---- INPUT FOR THIS TASK
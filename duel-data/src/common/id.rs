use std::{
    fmt,
    fmt::{
        Debug,
        Display,
    },
    hash::{
        Hash,
        Hasher,
    },
    str::FromStr,
};

use serde::{
    Deserialize,
    Serialize,
    de::Visitor,
};

#[derive(Clone)]
enum IdString {
    Owned(String),
    Static(&'static str),
}

impl AsRef<str> for IdString {
    fn as_ref(&self) -> &str {
        match self {
            Self::Owned(str) => str.as_ref(),
            Self::Static(str) => str,
        }
    }
}

impl PartialEq for IdString {
    fn eq(&self, other: &Self) -> bool {
        self.as_ref() == other.as_ref()
    }
}

impl Eq for IdString {}

impl PartialOrd for IdString {
    fn partial_cmp(&self, other: &Self) -> Option<std::cmp::Ordering> {
        Some(self.cmp(other))
    }
}

impl Ord for IdString {
    fn cmp(&self, other: &Self) -> std::cmp::Ordering {
        self.as_ref().cmp(other.as_ref())
    }
}

impl Hash for IdString {
    fn hash<H: Hasher>(&self, state: &mut H) {
        self.as_ref().hash(state)
    }
}

/// The canonical name of a catalog entry.
///
/// IDs are lowercase and alphanumeric, so "Dragon Claw", "dragon-claw" and "dragonclaw" all refer
/// to the same move.
#[derive(Clone, PartialEq, Eq, PartialOrd, Ord, Hash)]
pub struct Id(IdString);

impl Id {
    /// Creates an ID from a string that is already normalized.
    ///
    /// No allocation or normalization takes place, so this is suitable for constants.
    pub const fn from_known(value: &'static str) -> Self {
        Self(IdString::Static(value))
    }

    /// Returns the ID as a string slice.
    pub fn as_str(&self) -> &str {
        self.0.as_ref()
    }
}

impl Display for Id {
    fn fmt(&self, f: &mut fmt::Formatter<'_>) -> fmt::Result {
        f.write_str(self.as_str())
    }
}

impl Debug for Id {
    fn fmt(&self, f: &mut fmt::Formatter<'_>) -> fmt::Result {
        write!(f, "Id({})", self.as_str())
    }
}

impl AsRef<str> for Id {
    fn as_ref(&self) -> &str {
        self.as_str()
    }
}

impl From<String> for Id {
    fn from(value: String) -> Self {
        normalize_id(&value)
    }
}

impl From<&str> for Id {
    fn from(value: &str) -> Self {
        normalize_id(value)
    }
}

impl FromStr for Id {
    type Err = anyhow::Error;
    fn from_str(s: &str) -> Result<Self, Self::Err> {
        Ok(Id::from(s))
    }
}

impl Serialize for Id {
    fn serialize<S>(&self, serializer: S) -> Result<S::Ok, S::Error>
    where
        S: serde::Serializer,
    {
        serializer.serialize_str(self.as_str())
    }
}

struct IdVisitor;

impl<'de> Visitor<'de> for IdVisitor {
    type Value = Id;

    fn expecting(&self, formatter: &mut fmt::Formatter) -> fmt::Result {
        write!(formatter, "a string")
    }

    fn visit_str<E>(self, v: &str) -> Result<Self::Value, E>
    where
        E: serde::de::Error,
    {
        Ok(Self::Value::from(v))
    }
}

impl<'de> Deserialize<'de> for Id {
    fn deserialize<D>(deserializer: D) -> Result<Self, D::Error>
    where
        D: serde::Deserializer<'de>,
    {
        deserializer.deserialize_str(IdVisitor)
    }
}

/// A resource that is identified by an [`Id`].
pub trait Identifiable {
    fn id(&self) -> &Id;
}

fn normalize_id(id: &str) -> Id {
    Id(IdString::Owned(
        id.chars()
            .filter_map(|c| match c {
                '0'..='9' | 'a'..='z' => Some(c),
                'A'..='Z' => Some(c.to_ascii_lowercase()),
                _ => None,
            })
            .collect(),
    ))
}

#[cfg(test)]
mod id_tests {
    use crate::Id;

    #[test]
    fn normalizes_names() {
        assert_eq!(Id::from("Dragon Claw"), Id::from_known("dragonclaw"));
        assert_eq!(Id::from("X-Scissor"), Id::from_known("xscissor"));
        assert_eq!(Id::from("King's Shield"), Id::from_known("kingsshield"));
        assert_eq!(Id::from("Mr. Mime"), Id::from_known("mrmime"));
    }

    #[test]
    fn static_and_owned_ids_hash_alike() {
        let mut set = ahash::HashSet::default();
        set.insert(Id::from("Leftovers"));
        assert!(set.contains(&Id::from_known("leftovers")));
    }
}
mod context;
mod dispatch;
mod effect;
mod effect_map;
mod hook;
mod outcome;
mod source;

pub use context::EffectContext;
pub use dispatch::Handler;
pub(crate) use dispatch::{
    RetiredSlot,
    Retirement,
};
pub use effect::{
    Effect,
    EffectAsAny,
    EffectClone,
    Immunity,
};
pub use effect_map::{
    EffectMap,
    EffectSlot,
};
pub use hook::Hook;
pub use outcome::HookOutcome;
pub use source::{
    EffectCategory,
    EffectSource,
};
--------
— ABOUT THIS TASK —
Return each line exactly, beginning at the start of the material above and ending at the line that includes "impl From<String> for", with both of those kept.

— RESPONSE TO THE TASK —
filename duel-data/src/common/id.rs
use std::{
    fmt,
    fmt::{
        Debug,
        Display,
    },
    hash::{
        Hash,
        Hasher,
    },
    str::FromStr,
};

use serde::{
    Deserialize,
    Serialize,
    de::Visitor,
};

#[derive(Clone)]
enum IdString {
    Owned(String),
    Static(&'static str),
}

impl AsRef<str> for IdString {
    fn as_ref(&self) -> &str {
        match self {
            Self::Owned(str) => str.as_ref(),
            Self::Static(str) => str,
        }
    }
}

impl PartialEq for IdString {
    fn eq(&self, other: &Self) -> bool {
        self.as_ref() == other.as_ref()
    }
}

impl Eq for IdString {}

impl PartialOrd for IdString {
    fn partial_cmp(&self, other: &Self) -> Option<std::cmp::Ordering> {
        Some(self.cmp(other))
    }
}

impl Ord for IdString {
    fn cmp(&self, other: &Self) -> std::cmp::Ordering {
        self.as_ref().cmp(other.as_ref())
    }
}

impl Hash for IdString {
    fn hash<H: Hasher>(&self, state: &mut H) {
        self.as_ref().hash(state)
    }
}

/// The canonical name of a catalog entry.
///
/// IDs are lowercase and alphanumeric, so "Dragon Claw", "dragon-claw" and "dragonclaw" all refer
/// to the same move.
#[derive(Clone, PartialEq, Eq, PartialOrd, Ord, Hash)]
pub struct Id(IdString);

impl Id {
    /// Creates an ID from a string that is already normalized.
    ///
    /// No allocation or normalization takes place, so this is suitable for constants.
    pub const fn from_known(value: &'static str) -> Self {
        Self(IdString::Static(value))
    }

    /// Returns the ID as a string slice.
    pub fn as_str(&self) -> &str {
        self.0.as_ref()
    }
}

impl Display for Id {
    fn fmt(&self, f: &mut fmt::Formatter<'_>) -> fmt::Result {
        f.write_str(self.as_str())
    }
}

impl Debug for Id {
    fn fmt(&self, f: &mut fmt::Formatter<'_>) -> fmt::Result {
        write!(f, "Id({})", self.as_str())
    }
}

impl AsRef<str> for Id {
    fn as_ref(&self) -> &str {
        self.as_str()
    }
}

impl From<String> for Id {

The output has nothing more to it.